NVIDIA / open-gpu-kernel-modules

NVIDIA Linux open GPU kernel module source
Other
15.02k stars 1.24k forks source link

[MAJOR] KDE Plasma Wayland & X11 poor performance & frame drops when opening apps #538

Open kodatarule opened 1 year ago

kodatarule commented 1 year ago

NVIDIA Open GPU Kernel Modules Version

535.86.05

Please confirm this issue does not happen with the proprietary driver (of the same version). This issue tracker is only for bugs specific to the open kernel driver.
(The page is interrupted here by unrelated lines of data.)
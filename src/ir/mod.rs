pub mod autograd;
pub mod conv;
pub mod graph;
pub mod interpreter;
pub mod node;
pub mod op;
pub mod optimizer;
pub mod printer;
pub mod shape_inference;
pub mod tensor;
pub mod verifier;

pub use autograd::{AutogradError, GradientGraph, build_reverse_graph};
pub use conv::{Conv2DSpec, Padding, PoolSpec};
pub use graph::{Graph, GraphError, ShapeSignature};
pub use interpreter::{ExecutionContext, InterpreterError, execute_value, execute_values};
pub use node::{Node, NodeId, ValueId};
pub use op::Op;
pub use optimizer::{OptimizerConfig, OptimizerError, OptimizerState, apply_gradients};
pub use printer::print_graph;
pub use shape_inference::{ShapeError, ShapeFact, infer_op_shape, infer_shapes};
pub use tensor::{Tensor, TensorError};
pub use verifier::{VerifyError, verify_graph};
use std::path::PathBuf;
use std::process::ExitCode;

use clap::{ArgAction, Parser, ValueHint};
use tracing::{error, info};
use tracing_subscriber::EnvFilter;

use fcnseg::config::RunConfig;
use fcnseg::pipeline;

/// Trains the FCN-8s road segmenter on KITTI and writes inference samples.
///
/// Settings default to the built-in recipe, then `FCNSEG_*` environment
/// variables, then these flags.
#[derive(Debug, Parser)]
#[command(author, version, about)]
struct Cli {
    /// Dataset root containing `data_road/`
    #[arg(long, value_hint = ValueHint::DirPath)]
    data_dir: Option<PathBuf>,

    /// Where inference samples are written
    #[arg(long, value_hint = ValueHint::DirPath)]
    runs_dir: Option<PathBuf>,

    /// Backbone directory holding `saved_model.onnx`, or the file itself
    #[arg(long, value_hint = ValueHint::AnyPath)]
    vgg_dir: Option<PathBuf>,

    #[arg(long)]
    epochs: Option<usize>,

    #[arg(long)]
    batch_size: Option<usize>,

    #[arg(long)]
    learning_rate: Option<f32>,

    /// Dropout keep probability during training
    #[arg(long)]
    keep_prob: Option<f32>,

    #[arg(long)]
    num_classes: Option<usize>,

    #[arg(long)]
    seed: Option<u64>,

    /// Exclude backbone variables from the optimizer
    #[arg(long, action = ArgAction::SetTrue)]
    freeze_backbone: bool,
}

impl Cli {
    fn apply(self, mut config: RunConfig) -> RunConfig {
        if let Some(dir) = self.data_dir {
            config.data_dir = dir;
        }
        if let Some(dir) = self.runs_dir {
            config.runs_dir = dir;
        }
        if let Some(dir) = self.vgg_dir {
            config.vgg_dir = Some(dir);
        }
        config.epochs = self.epochs.unwrap_or(config.epochs);
        config.batch_size = self.batch_size.unwrap_or(config.batch_size);
        config.learning_rate = self.learning_rate.unwrap_or(config.learning_rate);
        config.keep_prob = self.keep_prob.unwrap_or(config.keep_prob);
        config.num_classes = self.num_classes.unwrap_or(config.num_classes);
        config.seed = self.seed.unwrap_or(config.seed);
        config.freeze_backbone |= self.freeze_backbone;
        config
    }
}

fn main() -> ExitCode {
    let filter = EnvFilter::try_from_default_env().unwrap_or_else(|_| EnvFilter::new("info"));
    tracing_subscriber::fmt().with_env_filter(filter).init();

    let config = Cli::parse().apply(RunConfig::from_env());
    info!(?config, "starting run");

    match pipeline::run(&config) {
        Ok(outcome) => {
            info!(
                steps = outcome.report.total_steps,
                final_loss = ?outcome.report.final_loss(),
                samples = %outcome.samples_dir.display(),
                "run complete"
            );
            ExitCode::SUCCESS
        }
        Err(err) => {
            error!(%err, "run failed");
            ExitCode::FAILURE
        }
    }
}
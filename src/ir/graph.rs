use std::collections::BTreeMap;
use std::fmt;

use crate::ir::node::{Node, NodeId, ValueId};
use crate::ir::op::Op;

/// Static shapes bound to placeholders and variables. Placeholder shapes
/// record a nominal leading batch of 1.
#[derive(Debug, Default, Clone, PartialEq, Eq, Hash)]
pub struct ShapeSignature {
    pub inputs: BTreeMap<String, Vec<usize>>,
    pub parameters: BTreeMap<String, Vec<usize>>,
}

/// Single-block SSA graph: every node produces exactly one value and may only
/// consume values produced by earlier nodes.
#[derive(Debug, Default, Clone)]
pub struct Graph {
    pub nodes: Vec<Node>,
    pub shape_signature: ShapeSignature,
    names: BTreeMap<String, ValueId>,
}

#[derive(Debug, Clone)]
pub struct GraphError {
    pub message: String,
}

impl fmt::Display for GraphError {
    fn fmt(&self, f: &mut fmt::Formatter<'_>) -> fmt::Result {
        f.write_str(&self.message)
    }
}

impl std::error::Error for GraphError {}

impl Graph {
    #[must_use]
    pub fn new() -> Self {
        Self::default()
    }

    pub fn bind_input_shape(&mut self, name: &str, shape: Vec<usize>) {
        self.shape_signature.inputs.insert(name.to_string(), shape);
    }

    pub fn bind_parameter_shape(&mut self, name: &str, shape: Vec<usize>) {
        self.shape_signature
            .parameters
            .insert(name.to_string(), shape);
    }

    #[must_use]
    pub fn input_shape(&self, name: &str) -> Option<&[usize]> {
        self.shape_signature
            .inputs
            .get(name)
            .map(std::vec::Vec::as_slice)
    }

    #[must_use]
    pub fn parameter_shape(&self, name: &str) -> Option<&[usize]> {
        self.shape_signature
            .parameters
            .get(name)
            .map(std::vec::Vec::as_slice)
    }

    pub fn add_op(&mut self, op: Op) -> Result<(NodeId, ValueId), GraphError> {
        for input in op.input_values() {
            if input.0 >= self.nodes.len() {
                return Err(GraphError {
                    message: format!(
                        "{} references undefined value %{}",
                        op.mnemonic(),
                        input.0
                    ),
                });
            }
        }
        let node_id = NodeId(self.nodes.len());
        let value_id = ValueId(self.nodes.len());
        self.nodes.push(Node::new(node_id, op, value_id));
        Ok((node_id, value_id))
    }

    /// Makes `value` addressable as `name`. Names are unique per graph.
    pub fn set_name(&mut self, name: &str, value: ValueId) -> Result<(), GraphError> {
        if let Some(existing) = self.names.get(name) {
            return Err(GraphError {
                message: format!("Tensor name '{name}' already bound to %{}", existing.0),
            });
        }
        let node = self.nodes.get_mut(value.0).ok_or_else(|| GraphError {
            message: format!("Cannot name undefined value %{}", value.0),
        })?;
        node.name = Some(name.to_string());
        self.names.insert(name.to_string(), value);
        Ok(())
    }

    #[must_use]
    pub fn value_by_name(&self, name: &str) -> Option<ValueId> {
        self.names.get(name).copied()
    }

    #[must_use]
    pub fn node(&self, id: NodeId) -> Option<&Node> {
        self.nodes.get(id.0)
    }

    #[must_use]
    pub fn producer(&self, value: ValueId) -> Option<&Node> {
        self.nodes.get(value.0)
    }

    #[must_use]
    pub fn value_count(&self) -> usize {
        self.nodes.len()
    }

    #[must_use]
    pub fn last_value_id(&self) -> Option<ValueId> {
        self.nodes.last().map(|node| node.output)
    }
}
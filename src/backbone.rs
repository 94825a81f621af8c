//! Pretrained feature extractor restored from an ONNX artifact.

use std::path::{Path, PathBuf};

use thiserror::Error;
use tracing::info;

use crate::interop::{InteropError, InteropErrorKind, OnnxImport, import_onnx_bytes};
use crate::ir::ValueId;
use crate::session::{Session, SessionError, VariableOrigin};

/// File looked up when the backbone path is a directory.
pub const SAVED_MODEL_FILE: &str = "saved_model.onnx";

pub const IMAGE_INPUT: &str = "image_input";
pub const KEEP_PROB: &str = "keep_prob";
pub const LAYER3_OUT: &str = "layer3_out";
pub const LAYER4_OUT: &str = "layer4_out";
pub const LAYER7_OUT: &str = "layer7_out";

#[derive(Debug, Error)]
pub enum BackboneError {
    #[error("cannot read backbone artifact {path}: {source}")]
    Io {
        path: PathBuf,
        #[source]
        source: std::io::Error,
    },
    #[error("backbone artifact is not valid ONNX: {0}")]
    Decode(String),
    #[error("backbone graph has no tensor named '{0}'")]
    NotFound(String),
    #[error("unsupported backbone graph: {0}")]
    Unsupported(String),
    #[error("backbone graph rejected: {0}")]
    Graph(String),
}

impl From<InteropError> for BackboneError {
    fn from(err: InteropError) -> Self {
        match err.kind {
            InteropErrorKind::Decode => BackboneError::Decode(err.message),
            InteropErrorKind::Unsupported | InteropErrorKind::Malformed => {
                BackboneError::Unsupported(err.message)
            }
            InteropErrorKind::Graph => BackboneError::Graph(err.message),
        }
    }
}

impl From<SessionError> for BackboneError {
    fn from(err: SessionError) -> Self {
        BackboneError::Graph(err.to_string())
    }
}

/// The five backbone tensors the decoder attaches to.
#[derive(Debug, Clone, Copy, PartialEq, Eq)]
pub struct BackboneTensors {
    pub image_input: ValueId,
    pub keep_prob: ValueId,
    /// Stride 8 feature map.
    pub layer3_out: ValueId,
    /// Stride 16 feature map.
    pub layer4_out: ValueId,
    /// Stride 32 feature map.
    pub layer7_out: ValueId,
}

/// Restores the backbone at `path` into `session`. `path` is either an
/// `.onnx` file or a directory holding [`SAVED_MODEL_FILE`].
pub fn load_backbone(session: &mut Session, path: &Path) -> Result<BackboneTensors, BackboneError> {
    let file = if path.is_dir() {
        path.join(SAVED_MODEL_FILE)
    } else {
        path.to_path_buf()
    };
    let bytes = std::fs::read(&file).map_err(|source| BackboneError::Io {
        path: file.clone(),
        source,
    })?;
    let tensors = load_backbone_bytes(session, &bytes)?;
    info!(path = %file.display(), "loaded backbone");
    Ok(tensors)
}

pub fn load_backbone_bytes(
    session: &mut Session,
    bytes: &[u8],
) -> Result<BackboneTensors, BackboneError> {
    let import = import_onnx_bytes(session, bytes, VariableOrigin::Backbone)?;
    let tensors = BackboneTensors {
        image_input: resolve(&import, IMAGE_INPUT)?,
        keep_prob: resolve(&import, KEEP_PROB)?,
        layer3_out: resolve(&import, LAYER3_OUT)?,
        layer4_out: resolve(&import, LAYER4_OUT)?,
        layer7_out: resolve(&import, LAYER7_OUT)?,
    };

    let image_rank = session.shape(tensors.image_input).map(<[usize]>::len);
    if image_rank != Some(4) {
        return Err(BackboneError::Unsupported(format!(
            "'{IMAGE_INPUT}' must be an image placeholder, got rank {image_rank:?}"
        )));
    }
    if session.shape(tensors.keep_prob) != Some(&[][..]) {
        return Err(BackboneError::Unsupported(format!(
            "'{KEEP_PROB}' must be a scalar placeholder"
        )));
    }
    for (name, value) in [
        (LAYER3_OUT, tensors.layer3_out),
        (LAYER4_OUT, tensors.layer4_out),
        (LAYER7_OUT, tensors.layer7_out),
    ] {
        let shape = session.static_shape(value)?;
        if shape.len() != 4 {
            return Err(BackboneError::Unsupported(format!(
                "'{name}' must be a feature map, got shape {shape:?}"
            )));
        }
    }
    Ok(tensors)
}

/// Graph exporters often keep the framework's `:0` output suffix.
fn resolve(import: &OnnxImport, name: &str) -> Result<ValueId, BackboneError> {
    import
        .value(name)
        .or_else(|| import.value(&format!("{name}:0")))
        .ok_or_else(|| BackboneError::NotFound(name.to_string()))
}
Operating System and Version

EndeavourOS Linux

Kernel Release

6.4.6-zen

Please confirm you are running a stable release kernel (e.g. not a -rc). We do not accept bug reports for unreleased kernels.

Hardware: GPU

RTX 3090

Describe the bug

When opening apps or just trying to screen record, in general anything which demands more from the GPU it starts losing frames, hitches and lags. This doesn't occur on the proprietary driver

To Reproduce

Load into KDE Plasma wayland and open any app(dolphin,browser, etc)

Bug Incidence

Always

nvidia-bug-report.log.gz

nvidia-bug-report.log.gz

More Info

No response

kodatarule commented 12 months ago

Just wanted to make slight update, this also occurs on X11 as well

kodatarule commented 4 months ago

With the news of driver 560 defaulting to the open kernel modules, I decided to give this a second try and this issue is still present on both X11 and wayland.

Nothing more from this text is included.